-------- Data for this task

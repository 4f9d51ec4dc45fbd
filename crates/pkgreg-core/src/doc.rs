//! Documentation and annotation parsing.
//!
//! A declaration's doc is built from every comment block attached to it
//! (declaration group doc, spec doc, trailing line comment, ...). Lines are
//! classified as:
//!
//! - **Tag lines** start with `+`: `+key` or `+key=value`. Repeated keys
//!   accumulate values in encounter order; empty values are dropped but the
//!   key is kept, meaning "present, no value".
//! - **Description lines**: every other non-blank line, in source order.
//!
//! A doc with neither tags nor description is absent: [`Doc::parse`] returns
//! `None` so callers can test presence.

use serde::{Deserialize, Serialize};
use std::collections::{BTreeMap, HashSet};
use std::fmt;

use crate::node::{Comment, CommentGroup};
use crate::position::Span;

/// Marker introducing a tag line.
pub const TAG_MARKER: char = '+';

/// Parsed documentation of one declaration.
#[derive(Debug, Clone, PartialEq, Eq, Serialize, Deserialize)]
pub struct Doc {
    /// Tag key to values; keys iterate in sorted order.
    tags: BTreeMap<String, Vec<String>>,
    /// Description lines in source order.
    desc: Vec<String>,
    /// Span covering the comments this doc was parsed from.
    #[serde(default, skip_serializing_if = "Option::is_none")]
    span: Option<Span>,
}

impl Doc {
    /// Parse the comment groups attached to one declaration.
    ///
    /// The same physical comment may be reachable through several groups (for
    /// example a declaration-level doc and a file's comment list); each comment
    /// is parsed once, in source order.
    pub fn parse<'a, I>(groups: I) -> Option<Doc>
    where
        I: IntoIterator<Item = &'a CommentGroup>,
    {
        let mut comments = unique_comments(groups);
        comments.sort_by_key(|c| c.span);
        Self::from_comments(&comments)
    }

    /// Like [`Doc::parse`], but keeps the order the groups are given in.
    ///
    /// Used when the groups come from different files, whose positions do
    /// not order them meaningfully.
    pub fn parse_in_order<'a, I>(groups: I) -> Option<Doc>
    where
        I: IntoIterator<Item = &'a CommentGroup>,
    {
        Self::from_comments(&unique_comments(groups))
    }

    fn from_comments(comments: &[&Comment]) -> Option<Doc> {
        let first = comments.first()?;
        let span = Span::new(
            comments.iter().map(|c| c.span.start).min().unwrap_or(first.span.start),
            comments.iter().map(|c| c.span.end).max().unwrap_or(first.span.end),
        );

        let lines = comments
            .iter()
            .flat_map(|c| c.text.split('\n'))
            .map(strip_comment_syntax)
            .filter(|line| !line.is_empty());

        let mut doc = Doc::from_lines(lines)?;
        doc.span = Some(span);
        Some(doc)
    }

    /// Build a doc from already-stripped text lines.
    pub fn from_lines<I, S>(lines: I) -> Option<Doc>
    where
        I: IntoIterator<Item = S>,
        S: AsRef<str>,
    {
        let mut tags: BTreeMap<String, Vec<String>> = BTreeMap::new();
        let mut desc = Vec::new();

        for line in lines {
            let line = line.as_ref().trim();
            if line.is_empty() {
                continue;
            }
            match parse_tag(line) {
                Some((key, value)) => {
                    let values = tags.entry(key.to_string()).or_default();
                    if !value.is_empty() {
                        values.push(value.to_string());
                    }
                }
                None => desc.push(line.to_string()),
            }
        }

        if tags.is_empty() && desc.is_empty() {
            return None;
        }
        Some(Doc {
            tags,
            desc,
            span: None,
        })
    }

    pub fn tags(&self) -> &BTreeMap<String, Vec<String>> {
        &self.tags
    }

    /// Tag keys in sorted order.
    pub fn tag_keys(&self) -> impl Iterator<Item = &str> {
        self.tags.keys().map(String::as_str)
    }

    /// Values of a tag; empty for a value-less or missing tag.
    pub fn tag_values(&self, tag: &str) -> &[String] {
        self.tags.get(tag).map(Vec::as_slice).unwrap_or(&[])
    }

    pub fn has_tag(&self, tag: &str) -> bool {
        self.tags.contains_key(tag)
    }

    pub fn desc(&self) -> &[String] {
        &self.desc
    }

    pub fn span(&self) -> Option<Span> {
        self.span
    }
}

impl fmt::Display for Doc {
    fn fmt(&self, f: &mut fmt::Formatter<'_>) -> fmt::Result {
        write!(f, "tags:")?;
        for (key, values) in &self.tags {
            if values.is_empty() {
                write!(f, "[{}]", key)?;
            } else {
                write!(f, "[{}:{}]", key, values.join(","))?;
            }
        }
        write!(f, " desc:")?;
        for line in &self.desc {
            write!(f, "[{}]", line)?;
        }
        Ok(())
    }
}

/// Comments of `groups` in iteration order, each physical comment once.
fn unique_comments<'a, I>(groups: I) -> Vec<&'a Comment>
where
    I: IntoIterator<Item = &'a CommentGroup>,
{
    let mut seen = HashSet::new();
    groups
        .into_iter()
        .flat_map(|g| g.list.iter())
        .filter(|c| seen.insert(c.span))
        .collect()
}

/// Remove `//`, `/*`, `*/` and surrounding whitespace from one comment line.
fn strip_comment_syntax(line: &str) -> &str {
    let line = line.trim();
    let line = line.strip_prefix("/*").unwrap_or(line);
    let line = line.strip_prefix("//").unwrap_or(line);
    let line = line.strip_suffix("*/").unwrap_or(line);
    line.trim()
}

/// Split a tag line into `(key, value)`; `None` for description lines.
fn parse_tag(line: &str) -> Option<(&str, &str)> {
    let rest = line.strip_prefix(TAG_MARKER)?;
    let (key, value) = match rest.split_once('=') {
        Some((k, v)) => (k.trim(), v.trim()),
        None => (rest.trim(), ""),
    };
    // "+" or "+=x" carries no key; keep it as prose
    if key.is_empty() {
        return None;
    }
    Some((key, value))
}

// ============================================================================
// Tests
// ============================================================================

----------------

Task item
Answer with the number alone after tallying the lines of the entries above that contain the word "seen".

Task solution
2